The analysis of the CIMP was performed using the hierarchical clustering based on the 5000 most variable CpG probes mapping to gene promoter regions and CpG island regions.

Methylation analysis adjusted by sample purity

For a given CpG probe, the observed DNA methylation was a linear combination of the data from the normal and the tumor tissue samples weighted by tumor purity. ITH may be overestimated if purity varies across tumor samples from the same patient.
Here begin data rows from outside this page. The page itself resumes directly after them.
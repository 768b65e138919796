//! CLI command implementations.

use colored::Colorize;
use spath_core::SpathConfig;
use spath_index::SearchIndex;
use std::path::{Path, PathBuf};
use tracing::debug;

type Result<T> = std::result::Result<T, Box<dyn std::error::Error>>;

/// Write a default config file.
pub fn init(path: &Path) -> Result<()> {
    let config_path = SpathConfig::path_in(path);

    if spath_core::path::exists(&config_path) {
        println!("{} Already initialized", "✓".green());
        return Ok(());
    }

    SpathConfig::default().save(&config_path)?;

    println!("{} Initialized spath in {}", "✓".green(), path.display());
    println!("  Edit {} to list your search roots", config_path.display().to_string().cyan());

    Ok(())
}

/// Resolve one name.
pub fn search(
    config: Option<&Path>,
    name: &str,
    roots: Vec<PathBuf>,
    index_files: Vec<String>,
    cache: bool,
    json_output: bool,
) -> Result<()> {
    let settings = load_config(config)?;
    let cache = cache || settings.cache;
    let index_files = if index_files.is_empty() {
        settings.index_files.clone()
    } else {
        index_files
    };

    let index = open_index(pick_roots(roots, &settings), cache)?;
    let index_files: Vec<&str> = index_files.iter().map(String::as_str).collect();
    let hit = index.search(name, &index_files);

    if json_output {
        let value = match &hit {
            Some(hit) => serde_json::json!({
                "name": name,
                "path": hit.path,
                "isDir": hit.is_dir,
            }),
            None => serde_json::json!({ "name": name, "path": null }),
        };
        println!("{}", serde_json::to_string_pretty(&value)?);
        return Ok(());
    }

    match hit {
        Some(hit) => {
            let kind = if hit.is_dir { "dir " } else { "file" };
            println!("{} {}", kind.yellow(), hit.path.display().to_string().cyan());
            Ok(())
        }
        None => Err(format!("\"{}\" not found in any search directory", name).into()),
    }
}

/// Print every cached name.
pub fn list(config: Option<&Path>, roots: Vec<PathBuf>) -> Result<()> {
    let settings = load_config(config)?;
    let index = open_index(pick_roots(roots, &settings), true)?;

    for name in index.all_paths() {
        if let Some(hit) = index.search(&name, &[]) {
            let name = if hit.is_dir {
                format!("{}/", name.trim_end_matches('/')).blue().to_string()
            } else {
                name
            };
            println!("{}  {}", name, hit.path.display().to_string().dimmed());
        }
    }

    Ok(())
}

/// Show the resolved search directories.
pub fn status(config: Option<&Path>, roots: Vec<PathBuf>) -> Result<()> {
    let settings = load_config(config)?;
    let index = open_index(pick_roots(roots, &settings), true)?;

    println!("{}", "Search directories (highest priority first):".cyan());
    for (i, dir) in index.paths().iter().enumerate() {
        println!("  {}. {}", i + 1, dir.display());
    }
    println!(
        "{} {} names cached from {} directories",
        "✓".green(),
        index.all_paths().len().to_string().cyan(),
        index.size()
    );
    if !settings.index_files.is_empty() {
        println!("  Index files: {}", settings.index_files.join(", ").dimmed());
    }

    Ok(())
}

fn load_config(path: Option<&Path>) -> Result<SpathConfig> {
    let config = match path {
        Some(path) => SpathConfig::load(path)?,
        None => SpathConfig::load_or_default(&std::env::current_dir()?)?,
    };
    debug!("Using config {:?}", config);
    Ok(config)
}

fn pick_roots(flags: Vec<PathBuf>, settings: &SpathConfig) -> Vec<PathBuf> {
    if flags.is_empty() {
        settings.roots.clone()
    } else {
        flags
    }
}

/// Build an index over `roots`, failing on the first root that can't be added.
fn open_index(roots: Vec<PathBuf>, cache: bool) -> Result<SearchIndex> {
    let index = SearchIndex::new("", cache);
    for root in roots {
        index.add(&root.to_string_lossy())?;
    }
    Ok(index)
}

#[cfg(test)]
mod tests {
    use super::*;
    use std::fs;
    use tempfile::tempdir;

    #[test]
    fn test_init_writes_default_config() {
        let dir = tempdir().unwrap();
        init(dir.path()).unwrap();

        let config = SpathConfig::load(&SpathConfig::path_in(dir.path())).unwrap();
        assert_eq!(config, SpathConfig::default());

        // Running it again keeps the existing file.
        init(dir.path()).unwrap();
    }

    #[test]
    fn test_flags_override_config_roots() {
        let settings = SpathConfig::default();
        assert_eq!(pick_roots(vec![], &settings), settings.roots);
        assert_eq!(
            pick_roots(vec![PathBuf::from("/srv")], &settings),
            vec![PathBuf::from("/srv")]
        );
    }

    #[test]
    fn test_open_index_keeps_root_order() {
        let d1 = tempdir().unwrap();
        let d2 = tempdir().unwrap();
        fs::write(d1.path().join("a.txt"), "1").unwrap();
        fs::write(d2.path().join("a.txt"), "2").unwrap();

        let index = open_index(vec![d1.path().into(), d2.path().into()], false).unwrap();
        assert_eq!(index.size(), 2);
        assert_eq!(
            index.search("a.txt", &[]).unwrap().path,
            d1.path().canonicalize().unwrap().join("a.txt")
        );
    }

    #[test]
    fn test_open_index_reports_missing_root() {
        let dir = tempdir().unwrap();
        let result = open_index(vec![dir.path().join("missing")], false);
        assert!(result.is_err());
    }
}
Thus, we estimated purity, π, for each tumor sample and derived the purity adjusted methylation values using R package InfiniumPurify26. All downstream methylation analyses were based on purity-adjusted methylation.

Quantification of ITH

The frequently used index6 that measures ITH for a patient using the fraction of aberrations present in all samples positively depends on the number of multi-region tumor samples. This estimate may vary across tumors making the association analysis between ITH and clinical outcomes problematic. To address this problem, we defined an ITH metric, average pairwise ITH or APITH, for each patient. For a patient with k tumor samples, and with dij defined as the genomic or epigenetic distance between a pair of samples (i, j), the APITH is defined as the average across all pairs of samples:

$${\mathrm{{APITH}}} = \frac{2}{{k\left( {k - 1} \right)}}\mathop {\sum }\limits_{1 \le i < j \le k} d_{ij}.$$
(1)

The expectation of APITH does not depend on the number of multi-region tumor samples. For SCNAs, dij is calculated as the proportion of the 705,667 probes with different copy number status for (i, j). To investigate ITH of lung cancer driver genes2,11,12, we also calculated dij as the fraction of the genome in these driver gene regions with differing copy number state. For DNA methylation, we define dij as the Euclidean distance calculated for a given set of CpG probes, e.g., all CpG probes after quality control (QC), CpG probes mapping to CpG island and gene promoter regions. These analyses are informative to investigate whether ITH defined based on specific genomic regions would be useful for predicting prognosis.

The variance of the APITH estimate depends on the number of multi-region tumor samples. Intuitively, APITH is more accurate for patients with more multi-region tumor samples and should be weighted up in downstream statistical analyses to optimize statistical power. As described in Supplementary Methods, we heuristically derived sample weights that were used for the weighted Cox proportional-hazards model using svycoxph in the R package survey27 to investigate the association between APITH and clinical outcomes (overall survival and the risk of distant metastasis). The survival analysis was adjusted for stage, age, and smoking status. KM-plot were stratified by the median APITH of subjects with at least two tumor samples.

Reporting summary

Further information on research design is available in the Nature Research Reporting Summary linked to this article.